Strengths and limitations of the study
The strengths of this study were its being community based and involving an adequate sample. The finding might help as an entry into community screening programmes among high-risk groups. However, the study has limitations in that it did not show the actual overall magnitude of diabetes, as known patients with DM were excluded. This study was conducted on adults/a working age group in the city, and the range was 18–64 years which might have introduced selection bias. In addition, this study also has limitations in terms of sex disproportion which was due to the fact that the house-to-house visits involved more females than males who worked outdoors. Some risk factors which have significant associations with undiagnosed DM, like cholesterol level, were not included in this study. In addition, this study was based on a single fasting blood glucose measurement, and HbA1c was not used, perhaps introducing misclassification due to conditional blood glucose variations.
Conclusion
The magnitude of undiagnosed diabetes was high. Family history of DM, checking blood glucose level, not knowing about the symptoms of diabetes and overweight BMI were predictors of undiagnosed DM. Hence, screening and treatment are mandatory for high-risk groups. In addition, the study suggests frequent screening for those with family history and creating awareness about the disease for early detection and treatment.
Acknowledgments
We thank our data collectors and the supervisor for their invaluable effort; without them, this study would not have been completed. Our deep gratitude also goes to our study participants who volunteered and took their time to give us all the relevant information for the study. Last but not least, we thank the Bahir Dar City Administrative Office for their cooperation and help during the data collection.
Footnotes
Contributors GMB, AAW, EBA, MTM, STE, AL, WML and KST conceived the study, approved the proposal with extensive revisions, participated in data analysis and had written the manuscript. The authors read and approved the final manuscript.
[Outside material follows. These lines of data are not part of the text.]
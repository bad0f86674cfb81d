use std::{collections::BTreeMap, error::Error, fs::File, io::Write, path::PathBuf};

use context::{SavedModel, dominant_context, sessions};
use signal::{low_pass, preprocess};
use steps::{ContextParams, PeakParams, count_steps};

#[derive(Debug, serde::Serialize)]
pub struct Report {
    session: String,
    expected: String,
    predicted: String,
    windows: usize,
    steps: usize,
}

#[derive(Debug, clap::Parser)]
pub struct Args {
    /// Data directory with one subdirectory per activity label
    #[arg(default_value_os_t = std::env::current_dir().unwrap_or_default().join("data"), required = false)]
    pub data: PathBuf,
    /// Output csv file. _Note_: will truncate old file if exists
    #[arg(default_value_os_t = std::env::current_dir().unwrap_or_default().join("output.csv"), required = false)]
    pub output: PathBuf,
    /// Model json file
    #[arg(default_value_os_t = std::env::current_dir().unwrap_or_default().join("context.json"), required = false)]
    pub model: PathBuf,
    /// Json file with per-context peak parameter overrides
    #[arg(long)]
    pub params: Option<PathBuf>,
    /// Don't save changes
    #[arg(short, long, default_value_t = false, required = false)]
    pub dry: bool,
    /// Print result to stdout
    #[arg(short, long, default_value_t = false, required = false)]
    pub print: bool,
}

fn load_params(path: Option<PathBuf>) -> Result<ContextParams, Box<dyn Error>> {
    let Some(path) = path else {
        return Ok(ContextParams::new());
    };

    let overrides = serde_json::from_reader::<_, BTreeMap<String, PeakParams>>(
        File::open(path).map_err(|e| format!("Failed to open params. Reason {e}"))?,
    )
    .map_err(|e| format!("Failed to init params. Reason {e}"))?;

    Ok(overrides
        .into_iter()
        .fold(ContextParams::new(), |table, (label, params)| {
            table.with_context(label, params)
        }))
}

fn main() -> Result<(), Box<dyn Error>> {
    env_logger::init();

    let Args {
        data,
        output,
        model,
        params,
        dry,
        print,
    } = <Args as clap::Parser>::parse();

    let model = serde_json::from_reader::<_, SavedModel>(
        File::open(model).map_err(|e| format!("Failed to open model. Reason {e}"))?,
    )
    .map_err(|e| format!("Failed to init model. Reason {e}"))?;

    let params = load_params(params)?;

    let recordings = sessions::labeled_sessions(&data)
        .map_err(|e| format!("Failed to list sessions. Reason: {e}"))?;

    println!("Total: {} sessions", recordings.len());

    let mut wrt = csv::Writer::from_path(&output);

    let mut io = match print {
        true => {
            let io = std::io::stdout();

            let mut io = io.lock();

            io.write_all("session,expected,predicted,windows,steps\n".as_bytes())?;

            Some(io)
        }
        false => None,
    };

    for session in recordings {
        log::info!("processing {}", session.path.display());

        let samples = sessions::load_accelerometer(&session.path)
            .map_err(|e| format!("Failed to load session. Reason: {e}"))?;

        let filtered = low_pass(preprocess(samples)?, &model.filter)?;

        let labels = model.classify(&filtered)?;
        let predicted = dominant_context(labels.iter().copied()).unwrap_or("unknown");

        let count = count_steps(
            filtered.iter().map(|this| this.magnitude),
            predicted,
            &params,
        );

        println!(
            "{}: {predicted} | {} windows | {count} steps",
            session.path.display(),
            labels.len(),
        );

        if let Some(io) = &mut io {
            io.write_fmt(format_args!(
                "{},{},{predicted},{},{count}\n",
                session.path.display(),
                session.label,
                labels.len(),
            ))?;
        }

        if dry {
            continue;
        }

        if let Ok(wrt) = &mut wrt {
            wrt.serialize(Report {
                session: session.path.to_string_lossy().into_owned(),
                expected: session.label.clone(),
                predicted: predicted.to_string(),
                windows: labels.len(),
                steps: count,
            })?;
        }
    }

    if !dry {
        println!("Saving to {}", output.to_string_lossy());
        wrt?.flush()?;
    }

    println!("Done!");

    Ok(())
}
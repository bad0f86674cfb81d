use crate::{ContextParams, PeakParams};

/// Count steps in a filtered magnitude signal under the thresholds selected
/// for `context`.
///
/// Greedy left-to-right scan: a sample is accepted when it is an interior
/// local maximum above `height` and lies at least `distance` samples after
/// the previously accepted peak. On a plateau of equal maxima the first
/// sample in sequence order is the candidate.
pub fn count_steps(
    signal: impl IntoIterator<Item = f64>,
    context: &str,
    params: &ContextParams,
) -> usize {
    let PeakParams { height, distance } = params.get(context);

    let signal = signal.into_iter().collect::<Vec<_>>();

    let mut last_accepted = None;

    (1..signal.len().saturating_sub(1))
        .filter_map(|index| {
            let is_peak = signal[index] > height
                && signal[index] > signal[index - 1]
                && signal[index] >= signal[index + 1];

            if !is_peak {
                return None;
            }

            match last_accepted {
                Some(last) if index - last < distance => None,
                _ => {
                    last_accepted = Some(index);
                    Some(index)
                }
            }
        })
        .count()
}

#[cfg(test)]
mod tests {
    use super::*;

    use crate::DEFAULT_PARAMS;

    fn spiked(length: usize, peaks: &[usize], height: f64) -> Vec<f64> {
        let mut signal = vec![0.0; length];
        for &peak in peaks {
            signal[peak] = height;
        }
        signal
    }

    #[test]
    fn test_counts_separated_peaks() {
        let signal = spiked(150, &[10, 50, 90, 130], 0.6);

        assert_eq!(count_steps(signal, "walking", &ContextParams::new()), 4);
    }

    #[test]
    fn test_distance_suppresses_close_peaks() {
        let signal = spiked(150, &[10, 50, 90, 130], 0.6);
        let params = ContextParams::new().with_context(
            "walking",
            PeakParams {
                height: 0.5,
                distance: 45,
            },
        );

        // 50 and 130 sit within 45 samples of an accepted peak
        assert_eq!(count_steps(signal, "walking", &params), 2);
    }

    #[test]
    fn test_unknown_context_matches_explicit_default() {
        let signal = spiked(150, &[10, 50, 90, 130], 0.6);

        let fallback = count_steps(signal.clone(), "skipping", &ContextParams::new());
        let explicit = count_steps(
            signal,
            "skipping",
            &ContextParams::empty().with_context("skipping", DEFAULT_PARAMS),
        );

        assert_eq!(fallback, explicit);
        assert_eq!(fallback, 4);
    }

    #[test]
    fn test_plateau_accepts_first_sample() {
        let signal = vec![0.0, 0.7, 0.7, 0.0, 0.0];

        assert_eq!(count_steps(signal, "walking", &ContextParams::new()), 1);
    }

    #[test]
    fn test_below_threshold() {
        let signal = spiked(100, &[20, 60], 0.4);

        assert_eq!(count_steps(signal, "walking", &ContextParams::new()), 0);
    }

    #[test]
    fn test_short_input() {
        assert_eq!(count_steps(vec![], "walking", &ContextParams::new()), 0);
        assert_eq!(count_steps(vec![1.0], "walking", &ContextParams::new()), 0);
        assert_eq!(count_steps(vec![1.0, 2.0], "walking", &ContextParams::new()), 0);
    }
}
use linfa::Dataset;
use linfa::traits::{Fit, Predict};
use ndarray::{Array1, Array2, Ix1};

use signal::{DataPoint, FEATURE_NAMES, FeatureVector, FilterConfig, feature_windows};

use crate::TrainingError;

/// Capability set a context classifier has to provide. Any compliant model
/// substitutes without touching the pipeline.
pub trait ContextModel: Sized {
    fn fit(dataset: &Dataset<f64, usize, Ix1>) -> Result<Self, TrainingError>;

    fn predict(&self, records: &Array2<f64>) -> Array1<usize>;
}

impl ContextModel for linfa_trees::DecisionTree<f64, usize> {
    fn fit(dataset: &Dataset<f64, usize, Ix1>) -> Result<Self, TrainingError> {
        Self::params()
            .fit(dataset)
            .map_err(|e| TrainingError::Fit(e.to_string()))
    }

    fn predict(&self, records: &Array2<f64>) -> Array1<usize> {
        Predict::predict(self, records)
    }
}

/// A trained classifier together with the label table and the windowing and
/// filter configuration it was trained with.
#[derive(Debug, serde::Serialize, serde::Deserialize)]
pub struct TrainedContext<M> {
    /// Samples per feature window; inference always cuts windows of this size
    pub window_size: usize,
    /// Filter configuration the training signal was conditioned with
    pub filter: FilterConfig,
    labels: Vec<String>,
    model: M,
}

/// The default instantiation persisted by the `training` binary.
pub type SavedModel = TrainedContext<linfa_trees::DecisionTree<f64, usize>>;

impl<M: ContextModel> TrainedContext<M> {
    pub(crate) fn new(
        window_size: usize,
        filter: FilterConfig,
        labels: Vec<String>,
        model: M,
    ) -> Self {
        Self {
            window_size,
            filter,
            labels,
            model,
        }
    }

    pub fn labels(&self) -> &[String] {
        &self.labels
    }

    /// Cut windows with the stored window size and predict one context per
    /// window, in window order.
    pub fn classify(&self, input: &[DataPoint]) -> Result<Vec<&str>, signal::InvalidInputError> {
        let features = feature_windows(input, self.window_size)?.collect::<Vec<_>>();

        Ok(self.predict_features(&features))
    }

    /// Predict one context per feature vector.
    pub fn predict_features(&self, features: &[FeatureVector]) -> Vec<&str> {
        if features.is_empty() {
            return Vec::new();
        }

        self.model
            .predict(&records_from(features))
            .iter()
            .map(|class| {
                self.labels
                    .get(*class)
                    .map(String::as_str)
                    .expect("model predicts only trained classes")
            })
            .collect()
    }
}

pub(crate) fn records_from(features: &[FeatureVector]) -> Array2<f64> {
    let data = features
        .iter()
        .flat_map(|this| this.to_array())
        .collect::<Vec<_>>();

    Array2::from_shape_vec((features.len(), FEATURE_NAMES.len()), data)
        .expect("row length is fixed")
}

/// Majority context over a session's window labels. Ties go to the label
/// seen first; `None` on an empty session.
pub fn dominant_context<'a>(labels: impl IntoIterator<Item = &'a str>) -> Option<&'a str> {
    let mut counts: Vec<(&str, usize)> = Vec::new();

    for label in labels {
        match counts.iter_mut().find(|(this, _)| *this == label) {
            Some((_, count)) => *count += 1,
            None => counts.push((label, 1)),
        }
    }

    let mut best: Option<(&str, usize)> = None;

    for (label, count) in counts {
        if best.map_or(true, |(_, top)| count > top) {
            best = Some((label, count));
        }
    }

    best.map(|(label, _)| label)
}

#[cfg(test)]
mod tests {
    use super::*;

    #[test]
    fn test_dominant_context_majority() {
        let labels = ["walking", "jogging", "walking", "stairs", "walking"];

        assert_eq!(dominant_context(labels), Some("walking"));
    }

    #[test]
    fn test_dominant_context_tie_keeps_first_seen() {
        let labels = ["jogging", "walking", "walking", "jogging"];

        assert_eq!(dominant_context(labels), Some("jogging"));
    }

    #[test]
    fn test_dominant_context_empty() {
        assert_eq!(dominant_context([]), None);
    }
}
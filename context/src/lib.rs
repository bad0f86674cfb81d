//! Activity-context classification over windowed signal features.
//!
//! The classifier capability set is a trait, so any fit/predict model can
//! back the pipeline; the provided implementation is the decision tree from
//! `linfa-trees`. A trained model carries the window size and filter
//! configuration it was trained with, so inference can never desynchronize
//! from training.

mod metrics;
#[cfg(feature = "ml")]
mod model;
#[cfg(feature = "binary")]
pub mod sessions;
#[cfg(feature = "ml")]
mod training;

pub use metrics::*;
#[cfg(feature = "ml")]
pub use model::*;
#[cfg(feature = "ml")]
pub use training::*;

/// Training data has to hold at least two distinct contexts.
#[derive(Debug, Clone, Copy, PartialEq, Eq, thiserror::Error)]
#[error("training data holds {found} distinct context(s), need at least 2")]
pub struct InsufficientDataError {
    pub found: usize,
}

#[derive(Debug, thiserror::Error)]
pub enum TrainingError {
    #[error(transparent)]
    InsufficientData(#[from] InsufficientDataError),
    #[error(transparent)]
    InvalidInput(#[from] signal::InvalidInputError),
    #[error("holdout fraction {0} is outside (0, 1)")]
    InvalidHoldout(f64),
    #[error("failed to fit model: {0}")]
    Fit(String),
}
Funding The authors have not declared a specific grant for this research from any funding agency in the public, commercial or not-for-profit sectors.
Competing interests None declared.
Patient consent for publication Not required.
Ethics approval Ethical approval was obtained from GAMBY Medical and Business College, Research and Publication Office, with reference number GC-220/2010, and approval letter was obtained from Bahir Dar City Administrative Office. The purpose of the study was explained to the respondents and informed consent was obtained from them. Confidentiality of information was maintained by omitting any personal identifier from the questionnaires. The study participant information sheet was attached on the front page of the questionnaire and before the actual data collection process started, the participants were well informed and the data collection was on a voluntary basis. Those who screened to have DM during data collection were referred and linked to a nearby hospital.
Provenance and peer review Not commissioned; externally peer reviewed.
Data availability statement Data are available upon reasonable request.